02:21

[#49] Recenzja "Me Before You" by Jojo Moyes

Lou przez całe swoje dorosłe życie pracuje w małej kawiarni w jeszcze mniejszym miasteczku. Lecz kiedy kawiarnia zostaje zamknięta, Lou musi znaleźć nową prace i zostaje zatrudniona jako opiekunka dla niepełnosprawnego Willa.

Tytuł: Me Before You
Tytuł Polski: Zanim się Pojawiłeś
Autor: Jojo Moyes
Liczba Stron: 483
Wydawnictwo: Penguin Books Ltd
Wydawnictwo Polskie: Świat Książki 


MOJA OCENA
>>>>>7/10<<<<<

O tej książce było bardzo i to baaaaardzo głośno podczas lata 2016 roku. Wszyscy ją czytali ze względu na to, że wyszedł w tamtym okresie film. Ja (jak widać, bardzo spóźniony) przeczytałem tę powieść dopiero teraz, kiedy już nikt o tym praktycznie nie mówi. I szczerze? Podobało mi się.

Kiedy zacząłem to czytać główna bohaterka, Lou potwornie mnie denerwowała. Nie podobało mi się jej zachowanie i to jak reagowała na całą sytuacje. I miałem tak przez praktycznie pierwsze stron, przez które również ciężko było mi się przebić. Potem jednak coś się zmieniło i główna bohaterka nie denerwowała mnie już a całą historię już się czytało lepiej.
O, muszę jeszcze wspomnieć o moim imienniku Patricku, który na początku był dla mnie taki 50:50. Lubiłem go, ale jednocześnie za nim nie przepadałem, ale później to już normalnie miałem ochotę my przywalić.

Czasami nie odpowiadała mi relacja między głównymi bohaterami. Wszyscy mówią, że jest ona taka cudowna, a mnie na samym początku irytowała. Taka typowa relacja, w której bohaterowie drą koty ze sobą. Na szczęście później się ona rozwinęła na lepsze i robiło mi się ciepło na serduchu gdy czytałem o tej dwójce.
Uwielbiam relacje Lou z jej rodziną. Z siostrą jak z siostrą. Wiadomo jak rodzeństwo jest do siebie nastawione. Czasami się kochają, a czasami nienawidzą. To jak się rozwinęła relacja głównej bohaterki z jej rodzicami też było piękne, ale właśnie ten aspekt złamał mi serce na końcówce tej książki i łzy się polały. 
Jojo Moyes ma taki przyjemny i delikatny styl, który tylko działa na korzyść tej historii.
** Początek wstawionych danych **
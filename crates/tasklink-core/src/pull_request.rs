use std::path::Path;

use serde::{Deserialize, Serialize};

use crate::error::PayloadError;

/// Placeholder a PR template leaves in the body until the task link is injected.
pub const TASK_LINK_PLACEHOLDER: &str = "_asanaTaskLink_";

/// The subset of a GitHub webhook event this tool reads.
#[derive(Debug, Clone, Default, Serialize, Deserialize)]
pub struct EventPayload {
    #[serde(default)]
    pub pull_request: Option<PullRequestPayload>,
    #[serde(default)]
    pub issue: Option<IssuePayload>,
    #[serde(default)]
    pub number: Option<u64>,
    #[serde(default)]
    pub repository: Option<RepositoryPayload>,
    /// The whole event as received, for logging.
    #[serde(skip)]
    pub raw: serde_json::Value,
}

#[derive(Debug, Clone, Serialize, Deserialize)]
pub struct PullRequestPayload {
    #[serde(default)]
    pub number: Option<u64>,
    #[serde(default)]
    pub body: Option<String>,
    pub head: HeadPayload,
}

#[derive(Debug, Clone, Serialize, Deserialize)]
pub struct HeadPayload {
    #[serde(rename = "ref")]
    pub git_ref: String,
}

#[derive(Debug, Clone, Serialize, Deserialize)]
pub struct IssuePayload {
    pub number: u64,
}

#[derive(Debug, Clone, Serialize, Deserialize)]
pub struct RepositoryPayload {
    pub name: String,
    pub owner: OwnerPayload,
}

#[derive(Debug, Clone, Serialize, Deserialize)]
pub struct OwnerPayload {
    pub login: String,
}

impl EventPayload {
    /// Read and decode the event file GitHub Actions points `GITHUB_EVENT_PATH` at.
    pub fn from_file(path: &Path) -> Result<Self, PayloadError> {
        let raw = std::fs::read_to_string(path).map_err(|e| PayloadError::Read {
            path: path.display().to_string(),
            message: e.to_string(),
        })?;
        Self::from_json(&raw)
    }

    pub fn from_json(raw: &str) -> Result<Self, PayloadError> {
        let raw: serde_json::Value =
            serde_json::from_str(raw).map_err(|e| PayloadError::Decode(e.to_string()))?;
        let mut event: Self = serde_json::from_value(raw.clone())
            .map_err(|e| PayloadError::Decode(e.to_string()))?;
        event.raw = raw;
        Ok(event)
    }

    /// Issue number the same way the Actions toolkit resolves `context.issue`:
    /// pull request first, then the top-level number, then the issue.
    pub fn issue_number(&self) -> Option<u64> {
        self.pull_request
            .as_ref()
            .and_then(|pr| pr.number)
            .or(self.number)
            .or_else(|| self.issue.as_ref().map(|i| i.number))
    }

    pub fn repo(&self) -> Option<RepoRef> {
        self.repository.as_ref().map(|r| RepoRef {
            owner: r.owner.login.clone(),
            name: r.name.clone(),
        })
    }
}

/// Repository coordinates, `owner/name`.
#[derive(Debug, Clone, PartialEq, Eq)]
pub struct RepoRef {
    pub owner: String,
    pub name: String,
}

impl RepoRef {
    /// Parse the `owner/repo` form used by `GITHUB_REPOSITORY`.
    pub fn parse(slug: &str) -> Result<Self, PayloadError> {
        match slug.trim().split_once('/') {
            Some((owner, name))
                if !owner.is_empty() && !name.is_empty() && !name.contains('/') =>
            {
                Ok(Self {
                    owner: owner.to_string(),
                    name: name.to_string(),
                })
            }
            _ => Err(PayloadError::InvalidRepository(slug.to_string())),
        }
    }
}

impl std::fmt::Display for RepoRef {
    fn fmt(&self, f: &mut std::fmt::Formatter<'_>) -> std::fmt::Result {
        write!(f, "{}/{}", self.owner, self.name)
    }
}

/// What the PR annotator works on once the event has been accepted.
///
/// Repository and issue number are only needed to send an update, so they
/// stay unresolved until [`PullRequestContext::target`] asks for them.
#[derive(Debug, Clone)]
pub struct PullRequestContext {
    pub body: Option<String>,
    pub branch: String,
    pub issue_number: Option<u64>,
    pub repo: Option<RepoRef>,
}

impl PullRequestContext {
    /// Build the context from a pull request event. Returns `None` when the
    /// payload is not a pull request event at all.
    pub fn from_event(event: &EventPayload, repo: Option<RepoRef>) -> Option<Self> {
        let pr = event.pull_request.as_ref()?;
        Some(Self {
            body: pr.body.clone(),
            branch: pr.head.git_ref.clone(),
            issue_number: event.issue_number(),
            repo: repo.or_else(|| event.repo()),
        })
    }

    /// The body, if it still carries the task link placeholder.
    pub fn body_with_placeholder(&self) -> Option<&str> {
        self.body
            .as_deref()
            .filter(|b| b.contains(TASK_LINK_PLACEHOLDER))
    }

    /// Repository and issue number the update goes to.
    pub fn target(&self) -> Result<(&RepoRef, u64), PayloadError> {
        let repo = self
            .repo
            .as_ref()
            .ok_or(PayloadError::Missing("repository"))?;
        let number = self
            .issue_number
            .ok_or(PayloadError::Missing("pull_request.number"))?;
        Ok((repo, number))
    }
}

/// Body of `PATCH /repos/{owner}/{repo}/issues/{number}`.
#[derive(Debug, Clone, PartialEq, Eq, Serialize, Deserialize)]
pub struct IssueUpdate {
    pub body: String,
    #[serde(default, skip_serializing_if = "Option::is_none")]
    pub title: Option<String>,
}

#[cfg(test)]
mod tests {
    use super::*;

    fn pr_event() -> &'static str {
        r#"{
            "action": "opened",
            "number": 7,
            "pull_request": {
                "number": 7,
                "body": "Asana task: _asanaTaskLink_\n",
                "head": { "ref": "12345-fix-thing", "sha": "abc" }
            },
            "repository": { "name": "app", "owner": { "login": "acme" } }
        }"#
    }

    #[test]
    fn context_from_pull_request_event() {
        let event = EventPayload::from_json(pr_event()).unwrap();
        let ctx = PullRequestContext::from_event(&event, None).unwrap();
        assert_eq!(ctx.branch, "12345-fix-thing");
        assert_eq!(
            ctx.body_with_placeholder(),
            Some("Asana task: _asanaTaskLink_\n")
        );
        let (repo, number) = ctx.target().unwrap();
        assert_eq!(repo.to_string(), "acme/app");
        assert_eq!(number, 7);
    }

    #[test]
    fn explicit_repo_overrides_payload() {
        let event = EventPayload::from_json(pr_event()).unwrap();
        let repo = RepoRef::parse("other/place").unwrap();
        let ctx = PullRequestContext::from_event(&event, Some(repo)).unwrap();
        let (repo, _) = ctx.target().unwrap();
        assert_eq!(repo.owner, "other");
        assert_eq!(repo.name, "place");
    }

    #[test]
    fn push_event_is_not_a_pull_request() {
        let event = EventPayload::from_json(r#"{"ref":"refs/heads/main"}"#).unwrap();
        assert!(PullRequestContext::from_event(&event, None).is_none());
    }

    #[test]
    fn null_body_needs_no_link() {
        let event = EventPayload::from_json(
            r#"{"pull_request":{"number":1,"body":null,"head":{"ref":"1-x"}},
                "repository":{"name":"r","owner":{"login":"o"}}}"#,
        )
        .unwrap();
        let ctx = PullRequestContext::from_event(&event, None).unwrap();
        assert!(ctx.body.is_none());
        assert_eq!(ctx.body_with_placeholder(), None);
    }

    #[test]
    fn body_without_placeholder_needs_no_link() {
        let event = EventPayload::from_json(
            r#"{"pull_request":{"body":"linked already","head":{"ref":"1-x"}}}"#,
        )
        .unwrap();
        let ctx = PullRequestContext::from_event(&event, None).unwrap();
        assert_eq!(ctx.body_with_placeholder(), None);
    }

    #[test]
    fn unresolved_target_only_fails_when_asked() {
        let event = EventPayload::from_json(r#"{"pull_request":{"head":{"ref":"1-x"}}}"#)
            .unwrap();
        let ctx = PullRequestContext::from_event(&event, None).unwrap();
        assert_eq!(ctx.branch, "1-x");
        let err = ctx.target().unwrap_err();
        assert!(matches!(err, PayloadError::Missing("repository")));

        let ctx = PullRequestContext::from_event(&event, Some(RepoRef::parse("o/r").unwrap()))
            .unwrap();
        let err = ctx.target().unwrap_err();
        assert!(matches!(err, PayloadError::Missing("pull_request.number")));
    }

    #[test]
    fn raw_event_keeps_unknown_fields() {
        let event = EventPayload::from_json(pr_event()).unwrap();
        assert_eq!(event.raw["action"], "opened");
        assert_eq!(event.raw["pull_request"]["head"]["sha"], "abc");
    }

    #[test]
    fn issue_number_falls_back_to_top_level() {
        let event = EventPayload::from_json(
            r#"{"number":42,"pull_request":{"head":{"ref":"1-x"}}}"#,
        )
        .unwrap();
        assert_eq!(event.issue_number(), Some(42));
    }

    #[test]
    fn repo_ref_parse() {
        let repo = RepoRef::parse("acme/app").unwrap();
        assert_eq!(repo.owner, "acme");
        assert_eq!(repo.name, "app");
        assert!(RepoRef::parse("acme").is_err());
        assert!(RepoRef::parse("/app").is_err());
        assert!(RepoRef::parse("acme/").is_err());
        assert!(RepoRef::parse("a/b/c").is_err());
    }

    #[test]
    fn issue_update_omits_absent_title() {
        let update = IssueUpdate {
            body: "b".into(),
            title: None,
        };
        assert_eq!(serde_json::to_string(&update).unwrap(), r#"{"body":"b"}"#);
    }

    #[test]
    fn event_from_file() {
        let dir = tempfile::tempdir().unwrap();
        let path = dir.path().join("event.json");
        std::fs::write(&path, pr_event()).unwrap();
        let event = EventPayload::from_file(&path).unwrap();
        assert!(event.pull_request.is_some());

        let missing = EventPayload::from_file(&dir.path().join("nope.json")).unwrap_err();
        assert!(matches!(missing, PayloadError::Read { .. }));
    }
}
Zakończenie przewidziałem, ale nie ma się co dziwić skoro druga część nazywa się "Kiedy Odszedłeś", a jak wiadomo nasz główny bohater raczej by nie mógł sobie odejść na swoich nóżkach. Ale pamiętam, że zanim nawet usłyszałem tytuł drugiego tomu, a wiedziałem o czym jest to się domyślałem jak to się może zakończyć, ale nigdy nie pomyślałbym o sposobie, który został wykorzystany w tej książce.

Książka mi się podobała, ale bez szału. Jest to na pewno ciekawa i czasami wzruszająca powieść miłosna (o ile można to tak nazwać) i chcę na pewno obejrzeć film, gdyż słyszałem, że jest on wiernym odwzorowaniem książki.